People need jobs. People need money for food and in the UK we need money to heat our homes.  Sport is way down the list for the people searching for a job or wondering where the next meal will come from. Home heating oil prices have risen by 47.7 per cent since 2005 – the year the bid was made for the Olympics. The average weekly food basket would have cost £39.37 back in 2005, if bought at a supermarket. Today that same amount would not take you very far.

The Britain of 1948 was struggling to recover from the ravages of World War II. Rationing remained in force and many people had been left homeless, yet the bomb-cratered city rose to the challenge of hosting the games despite the country being flat broke and there was no question of the Labour government of Clement Attlee committing large sums of money (that they didn’t have) to a sporting event like we will see this year.
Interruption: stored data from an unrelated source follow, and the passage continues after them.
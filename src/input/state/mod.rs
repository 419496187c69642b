mod board;
mod pointer;
mod stroke;

pub use board::{
    DEFAULT_BRUSH_WIDTH, DrawingBoard, MAX_BRUSH_WIDTH, MIN_BRUSH_WIDTH, ToolState,
    clamp_brush_width,
};
pub use stroke::{StrokeRenderer, StrokeSession};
Remember that this year we also have to cough up for the Diamond Jubilee celebrations and freebie trips for all the hangers-on in the Royal family to swan off round the world.

Despite the air of shabbiness, London 1948 was considered a remarkable success – and made a profit of almost £30,000.  I wonder if 2012 will make tuppence, never mind £30,000.  I imagine we the taxpayers will be coughing up for more than a year or three to help pay off that £11 billion.

Oh, I forgot. We will be part of the games. Make that part of a 70-day torch relay around the UK.

Back then in 1948, Wembley stadium was converted into an athletics stadium by putting 800 tonnes of cinders over the greyhound track. Members of the British team bulked out their meagre diets with whale meat. They housed athletes in RAF camps.

A former military convalescent camp was converted and updated to provide housing for 1,500 Olympic visitors. Camps were also prepared at RAF bases in Uxbridge and West Drayton. Between them, these three sites were expected to cater for 4,300 of the 6,000 expected guests. Female competitors were housed at three colleges in the Greater London area.

Jerry Chicken has written an interesting post on this topic.

Mind you “Solar City Tower” built atop the island of Cotonduba for the 2016 Olympic Games in Rio de Janeiro, will put us all in the shade.

* Tossing the caber is an exclusively Highland event. A caber is a tapered fir pole about 17 feet (5 metres) long and about 90 pounds (40 kg) in weight that must be thrown so that it turns end over end and comes to rest with the small end pointing away from the thrower. Competitors tossing the caber must wear a kilt.